Although struggling with personal tragedy and immersed in a case of
his own - mysterious well poisonings in the Eastern Desert - Khalifa
agrees to do some digging. What he discovers will change both men's
lives for ever.
As their investigations intertwine, the detectives are drawn ever
deeper into a sinister web of violence, abuse, corporate malpractice
and international terrorism. And at its heart lies a three thousand
year-old mystery that has already taken two lives, and will soon be
claiming more.
Journalist and novelist Paul Sussman read history at Cambridge, where
he was also a Boxing Blue.
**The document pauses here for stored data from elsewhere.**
use std::sync::Arc;
use std::time::Duration;

use crossterm::event::{KeyCode, KeyEvent, KeyModifiers};
use ratatui::Terminal;
use ratatui::backend::TestBackend;
use time::OffsetDateTime;
use tokio::time::{Instant, sleep};

use super::app::event_loop::until;
use super::app::{App, render, viewport_height};
use super::input::intent_for;
use crate::browser::Intent;
use crate::config::Settings;
use crate::model::{Profile, ScreenId, param};
use crate::provider::{StaticProvider, demo_dataset};
use crate::tui::TuiRunOptions;

fn options(initial_profile: Option<Profile>) -> TuiRunOptions {
    TuiRunOptions {
        settings: Settings::default(),
        provider: Arc::new(StaticProvider::new(demo_dataset(OffsetDateTime::now_utc()))),
        profiles: vec![
            Profile::new("demo", Some("eu-west-1".to_string())),
            Profile::new("ci", None),
        ],
        initial_profile,
    }
}

async fn settle(app: &mut App) {
    for _ in 0..4 {
        sleep(Duration::from_millis(5)).await;
        app.sync(Instant::now());
    }
}

fn press(app: &mut App, intent: Intent) {
    app.handle(intent, Instant::now());
}

fn screen_text(app: &App) -> String {
    let backend = TestBackend::new(100, 24);
    let mut terminal = Terminal::new(backend).unwrap();
    let view = app.screen.view(OffsetDateTime::now_utc());
    terminal.draw(|f| render::draw(f, &view)).unwrap();
    let buffer = terminal.backend().buffer();
    let mut out = String::new();
    for y in 0..buffer.area.height {
        for x in 0..buffer.area.width {
            out.push_str(buffer[(x, y)].symbol());
        }
        out.push('\n');
    }
    out
}

#[test]
fn keys_map_to_intents() {
    let key = |code, modifiers| KeyEvent::new(code, modifiers);
    assert_eq!(
        intent_for(key(KeyCode::Char('c'), KeyModifiers::CONTROL)),
        Some(Intent::Quit)
    );
    assert_eq!(
        intent_for(key(KeyCode::Char('q'), KeyModifiers::NONE)),
        Some(Intent::Char('q'))
    );
    assert_eq!(
        intent_for(key(KeyCode::Esc, KeyModifiers::NONE)),
        Some(Intent::Cancel)
    );
    assert_eq!(
        intent_for(key(KeyCode::Enter, KeyModifiers::NONE)),
        Some(Intent::Confirm)
    );
    assert_eq!(intent_for(key(KeyCode::F(1), KeyModifiers::NONE)), None);
    assert_eq!(
        intent_for(key(KeyCode::Char('x'), KeyModifiers::CONTROL)),
        None
    );
}

#[test]
fn viewport_excludes_chrome() {
    assert_eq!(viewport_height(30), 24);
    assert_eq!(viewport_height(4), 1);
}

#[tokio::test(start_paused = true)]
async fn starts_on_profile_selection_without_profile() {
    let mut app = App::load(options(None), None, 30);
    assert_eq!(app.nav.current().screen, ScreenId::ProfileSelect);

    press(&mut app, Intent::Confirm);
    assert_eq!(app.nav.current().screen, ScreenId::MainMenu);
    assert_eq!(app.nav.profile().map(|p| p.name.as_str()), Some("demo"));
    assert!(screen_text(&app).contains("awstui [demo · eu-west-1] › Main Menu"));
}

#[tokio::test(start_paused = true)]
async fn walks_down_to_a_service_and_back() {
    let demo = Profile::new("demo", Some("eu-west-1".to_string()));
    let mut app = App::load(options(Some(demo)), None, 30);
    assert_eq!(app.nav.current().screen, ScreenId::MainMenu);

    press(&mut app, Intent::Down);
    press(&mut app, Intent::Confirm);
    assert_eq!(app.nav.current().screen, ScreenId::Clusters);
    settle(&mut app).await;
    assert!(screen_text(&app).contains("(2 clusters)"));

    press(&mut app, Intent::Confirm);
    assert_eq!(app.nav.current().screen, ScreenId::Services);
    assert_eq!(app.nav.current().params.get(param::CLUSTER_NAME), Some("main"));
    settle(&mut app).await;

    press(&mut app, Intent::Down);
    press(&mut app, Intent::Down);
    press(&mut app, Intent::Confirm);
    assert_eq!(app.nav.current().screen, ScreenId::ServiceDetail);
    assert_eq!(app.nav.current().params.get(param::SERVICE_NAME), Some("worker"));
    settle(&mut app).await;
    assert!(screen_text(&app).contains("1/4"));
    assert_eq!(app.nav.depth(), 3);

    press(&mut app, Intent::Cancel);
    assert_eq!(app.nav.current().screen, ScreenId::Services);

    press(&mut app, Intent::Char('m'));
    assert_eq!(app.nav.current().screen, ScreenId::MainMenu);
    assert_eq!(app.nav.depth(), 0);

    assert!(!app.quit);
    press(&mut app, Intent::Char('q'));
    assert!(app.quit);
}

#[tokio::test(start_paused = true)]
async fn change_profile_returns_to_selection() {
    let demo = Profile::new("demo", Some("eu-west-1".to_string()));
    let mut app = App::load(options(Some(demo)), None, 30);
    press(&mut app, Intent::Char('p'));
    assert_eq!(app.nav.current().screen, ScreenId::ProfileSelect);
    assert_eq!(app.nav.profile(), None);
    assert!(screen_text(&app).contains("Profile Select"));
}

#[tokio::test(start_paused = true)]
async fn resize_reaches_screen_and_context() {
    let demo = Profile::new("demo", Some("eu-west-1".to_string()));
    let mut app = App::load(options(Some(demo)), None, 30);
    app.resize(12);
    assert_eq!(app.ctx.viewport_height, 6);
}

#[tokio::test(start_paused = true)]
async fn deploy_prompt_is_drawn_over_the_detail() {
    let demo = Profile::new("demo", Some("eu-west-1".to_string()));
    let mut app = App::load(options(Some(demo)), None, 30);
    press(&mut app, Intent::Down);
    press(&mut app, Intent::Confirm);
    settle(&mut app).await;
    press(&mut app, Intent::Confirm);
    settle(&mut app).await;
    press(&mut app, Intent::Confirm);
    settle(&mut app).await;

    press(&mut app, Intent::Char('d'));
    let text = screen_text(&app);
    assert!(text.contains("Force New Deployment"));
    assert!(text.contains("y/enter confirm"));

    // Esc closes the prompt instead of leaving the screen.
    press(&mut app, Intent::Cancel);
    assert_eq!(app.nav.current().screen, ScreenId::ServiceDetail);
}

#[tokio::test(start_paused = true)]
async fn typed_filter_sets_a_wake_deadline() {
    let demo = Profile::new("demo", Some("eu-west-1".to_string()));
    let mut app = App::load(options(Some(demo)), None, 30);
    press(&mut app, Intent::Confirm);
    assert_eq!(app.nav.current().screen, ScreenId::LogGroups);
    settle(&mut app).await;
    assert_eq!(app.screen.deadline(), None);

    press(&mut app, Intent::Char('/'));
    for c in "/ecs".chars() {
        press(&mut app, Intent::Char(c));
    }
    let due = app.screen.deadline().expect("pending filter");
    assert!(due <= Instant::now() + app.ctx.settings.debounce());

    tokio::time::timeout(Duration::from_secs(60), until(Some(due)))
        .await
        .expect("deadline wakes");
    assert!(Instant::now() >= due);
    assert!(app.sync(Instant::now()));
    assert_eq!(app.screen.deadline(), None);

    let idle = tokio::time::timeout(Duration::from_secs(1), until(None)).await;
    assert!(idle.is_err());
}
From an early age his abiding passion was
archaeology and he worked in the field, in particular in Egypt where he
was part of the first team to excavate new ground in the Valley of the
Kings since the discovery of Tutankhamun's tomb in 1922. He brought this
interest and enthusiasm to his first three novels -
The Lost Army of Cambyses
,
The Last Secret of the Temple
and
The Hidden Oasis
- which have now been translated into over 30 languages and have sold
over two million copies, while Paul's journalism appeared across the
media, including in the
Big Issue
,
Independent
,
Guardian, Evening Standard
and on CNN. com. He died suddenly in May 2012, having just finished work
on this, his fourth novel. He was just 45. He is survived by his wife, a
television producer, and their two young sons.